Written evidence from Professor Fiona de Londras, Dr Alan Greene,
Question Addressed: ‘What steps need to be taken to ensure that measures taken by the Government to address the COVID-19 pandemic are human rights compliant?’
0.0 Executive Summary
0.1 Ensuring the Government’s response to COVID-19 is human rights compliant requires:
(a) Full compliance with international and domestic human rights obligations including entering derogations where strictly required by the exigencies of the situation, and putting in place robust and appropriate safeguards;
(b) Recognition and fulfilment of the state’s positive obligations in a manner appropriate to the prevailing circumstances;
(c) Independent oversight and review of the necessity, proportionality, and effectiveness of COVID-19 related measures.
1.0 Human Rights Compliance
1.1 Pandemic response engages the state’s obligations to respect, protect and fulfil rights, including the right to life and the right to health. State actions may limit the enjoyment of qualified rights. The relevant question is whether, in doing so, measures introduced comply with the requirements of human rights, including proportionality and entering derogations where appropriate and necessary. Furthermore, some rights (such as Article 3 ECHR) do not permit either derogation or limitation. The government’s response to COVID-19 has clear implications for well-established rights such as the right to liberty, the right to freedom of assembly, and the right to privacy. The powers and restrictions introduced are likely to have cumulative and knock-on effects for the enjoyment of other rights, including potentially the absolute right to be free from inhuman and degrading treatment (Article 3 ECHR).
1.2 All powers, measures and restrictions introduced should be assessed to consider whether they can be justified under the ordinary application of relevant human rights law, or whether (if permissible) a derogation is required. Derogations play two critical functions in this respect. First, they ensure that the state maintains rule of law and human rights compliance when taking exceptional and invasive measures to address an exigent situation. Second, they ‘quarantine’ those measures to the particular situation for which they were developed (in this case the pandemic) in an attempt to ensure they are not applied more broadly (e.g. for security or other non-pandemic-related purposes). Derogations to both the ECHR and ICCPR may be required.
1.3 The deprivation and restriction of liberty powers in the Coronavirus Act 2020 (the Act) demonstrate the importance of such an assessment. While lawful detention of persons to prevent the spread of infectious diseases is permitted (Article 5(1)(e) ECHR), it must be the last resort (Enhorn v Sweden (2005-I) 41 EHRR 633, ). The Bill arguably does not meet that threshold (requiring instead that a public health official considers detention/compulsion to remain at a specified place in isolation from others to be necessary and proportionate (Schedule 21)) thus raising a clear question of compatibility with Article 5. As the COVID-19 pandemic amounts to a “public emergency threatening the life of the nation”, and given the extent of these powers, if such powers are considered to be strictly required by the exigencies of the situation a derogation to Article 5 ECHR ought to be entered to underpin them (Article 15 ECHR). Similar concerns apply with respect to Article 11 ECHR and the Act’s powers to issue directions relating to events, gatherings and premises (Schedule 22). This is particularly important in a democratic society as such powers could be applied to political organisations and trade unions.

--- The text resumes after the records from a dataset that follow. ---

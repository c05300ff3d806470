// SPDX-FileCopyrightText: 2026 Threadkeeper Contributors
// SPDX-License-Identifier: MIT OR Apache-2.0

//! Test harness for end-to-end workflow testing.
//!
//! `TestHarness` sets up a guild with a monitored channel and a completion
//! channel on a [`MockPlatform`] and wires a [`Workflow`] to it. Provides
//! `react()` and `press()` to drive the workflow the way gateway events do.

use std::sync::atomic::{AtomicU64, Ordering};
use std::sync::Arc;
use std::time::Duration;

use threadkeeper_config::model::{ArchiveConfig, CompletionTarget};
use threadkeeper_core::types::{
    ChannelId, ChatMessage, ChatUser, ComponentActivation, GuildId, HealthStatus, InteractionHandle,
    MessageId, ReactionEmoji, ReactionEvent,
};
use threadkeeper_core::ThreadkeeperError;
use threadkeeper_workflow::{ComponentOutcome, ReactionOutcome, Workflow, WorkflowSettings};

use crate::mock_platform::MockPlatform;

/// Guild every harness lives in.
pub const TEST_GUILD: GuildId = GuildId(42);

/// Name of the harness completion channel.
pub const COMPLETION_NAME: &str = "completed-tasks";

/// Builder for creating test environments with configurable options.
pub struct TestHarnessBuilder {
    archive: ArchiveConfig,
    completion_by_id: bool,
    create_completion: bool,
    health: Option<HealthStatus>,
}

impl TestHarnessBuilder {
    fn new() -> Self {
        Self {
            archive: ArchiveConfig {
                pacing_ms: 0,
                ..ArchiveConfig::default()
            },
            completion_by_id: false,
            create_completion: true,
            health: None,
        }
    }

    /// Cap the number of messages fetched per thread.
    pub fn with_fetch_limit(mut self, limit: u8) -> Self {
        self.archive.fetch_limit = limit;
        self
    }

    /// Set the transcript chunk size.
    pub fn with_chunk_limit(mut self, limit: usize) -> Self {
        self.archive.chunk_limit = limit;
        self
    }

    /// Delay between transcript posts; zero unless set.
    pub fn with_pacing_ms(mut self, ms: u64) -> Self {
        self.archive.pacing_ms = ms;
        self
    }

    /// Skip the summary embed on standalone notices.
    pub fn without_summary_embed(mut self) -> Self {
        self.archive.summary_embed = false;
        self
    }

    /// Address the completion channel by id instead of by name.
    pub fn with_completion_by_id(mut self) -> Self {
        self.completion_by_id = true;
        self
    }

    /// Leave the completion channel out of the guild.
    pub fn without_completion_channel(mut self) -> Self {
        self.create_completion = false;
        self
    }

    /// Platform health reported when the workflow connects.
    pub fn with_health(mut self, health: HealthStatus) -> Self {
        self.health = Some(health);
        self
    }

    /// Build the harness.
    pub async fn build(self) -> Result<TestHarness, ThreadkeeperError> {
        let platform = Arc::new(MockPlatform::new());
        if let Some(health) = self.health {
            platform.set_health(health).await;
        }
        let monitored = platform.add_text_channel(TEST_GUILD, "tasks").await;
        let completion = if self.create_completion {
            Some(platform.add_text_channel(TEST_GUILD, COMPLETION_NAME).await)
        } else {
            None
        };

        let target = match (self.completion_by_id, completion) {
            (true, Some(id)) => CompletionTarget::Id(id),
            (true, None) => CompletionTarget::Id(ChannelId(999_999)),
            (false, _) => CompletionTarget::Name(COMPLETION_NAME.to_string()),
        };

        let mut settings = WorkflowSettings::new(monitored, target);
        settings.fetch_limit = self.archive.fetch_limit;
        settings.chunk_limit = self.archive.chunk_limit;
        settings.pacing = Duration::from_millis(self.archive.pacing_ms);
        settings.summary_embed = self.archive.summary_embed;

        let workflow = Workflow::connect(platform.clone(), settings).await?;

        Ok(TestHarness {
            platform,
            workflow,
            monitored,
            completion,
            next_interaction: AtomicU64::new(1),
        })
    }
}

/// A complete workflow over an in-memory platform.
pub struct TestHarness {
    pub platform: Arc<MockPlatform>,
    pub workflow: Workflow,
    pub monitored: ChannelId,
    /// `None` when built without a completion channel.
    pub completion: Option<ChannelId>,
    next_interaction: AtomicU64,
}

impl TestHarness {
    /// Create a builder for configuring the test harness.
    pub fn builder() -> TestHarnessBuilder {
        TestHarnessBuilder::new()
    }

    /// Completion channel id; panics when built without one.
    pub fn completion(&self) -> ChannelId {
        self.completion.expect("harness has a completion channel")
    }

    /// Posts a starter message in the monitored channel, opens a thread on
    /// it and posts `replies` inside. Returns `(starter, thread)`.
    pub async fn thread_with_replies(
        &self,
        name: &str,
        author: &ChatUser,
        replies: &[(&ChatUser, &str)],
    ) -> (MessageId, ChannelId) {
        let starter = self.platform.post(self.monitored, author, name).await;
        let thread = self
            .platform
            .add_thread(self.monitored, name, Some(starter))
            .await;
        for (who, text) in replies {
            self.platform.post(thread, who, text).await;
        }
        (starter, thread)
    }

    /// Simulates `user` adding `emoji` to a message.
    pub async fn react(
        &self,
        user: &ChatUser,
        channel: ChannelId,
        message: MessageId,
        emoji: &str,
    ) -> Result<ReactionOutcome, ThreadkeeperError> {
        let event = ReactionEvent {
            emoji: ReactionEmoji::Unicode(emoji.to_string()),
            user: user.clone(),
            channel_id: channel,
            message_id: message,
            guild_id: Some(TEST_GUILD),
        };
        self.workflow.process_reaction(&event).await
    }

    /// Simulates `user` pressing the control with `custom_id` on `message`.
    pub async fn press(
        &self,
        user: &ChatUser,
        channel: ChannelId,
        message: MessageId,
        custom_id: &str,
    ) -> Result<ComponentOutcome, ThreadkeeperError> {
        let message = self
            .platform
            .stored_message(channel, message)
            .await
            .ok_or_else(|| ThreadkeeperError::not_found("message", message))?;
        self.press_on(user, message, custom_id).await
    }

    /// Like [`TestHarness::press`], with the message payload as delivered.
    /// Gateway payloads can leave out fields the stored message has.
    pub async fn press_on(
        &self,
        user: &ChatUser,
        message: ChatMessage,
        custom_id: &str,
    ) -> Result<ComponentOutcome, ThreadkeeperError> {
        let id = self
            .next_interaction
            .fetch_add(1, Ordering::Relaxed);
        let activation = ComponentActivation {
            handle: InteractionHandle {
                id,
                token: format!("interaction-{id}"),
            },
            custom_id: custom_id.to_string(),
            user: user.clone(),
            message,
        };
        self.workflow.process_component(&activation).await
    }
}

1.4 Serious consideration should be given to whether restrictions announced on 23 March are restrictions of movement or better understood as deprivations on liberty. Introducing these measures through the Public Health (Control of Disease) Act 1984, rather than the Civil Contingencies Act 2003, does not alleviate their human rights implications. Instead, it raises further concerns regarding transparency, oversight and limitation in comparison with bespoke emergency legislation.
1.5 Whether or not derogations are entered, human rights compliance will require the state’s significant powers to be subject to appropriate and robust procedural and substantive safeguards in order to minimise the risk of individual rights violations occurring. The appropriateness and necessity of continuing derogations should be kept under constant review (see No. 3 below) as derogations are permitted only when they are strictly required by the exigencies of the situation (Article 15 ECHR).
2.0 Positive Obligations
2.1 The state has positive obligations to take measures to protect persons’ life and bodily and mental integrity. These obligations are amplified in respect of persons in detention, including those detained under the Act, and in respect of vulnerable persons. We note the decisive steps now taken by the UK Government to protect public health and recognise their contribution to fulfilling relevant rights, including the right to health, and recall the obligation to ensure rights without discrimination.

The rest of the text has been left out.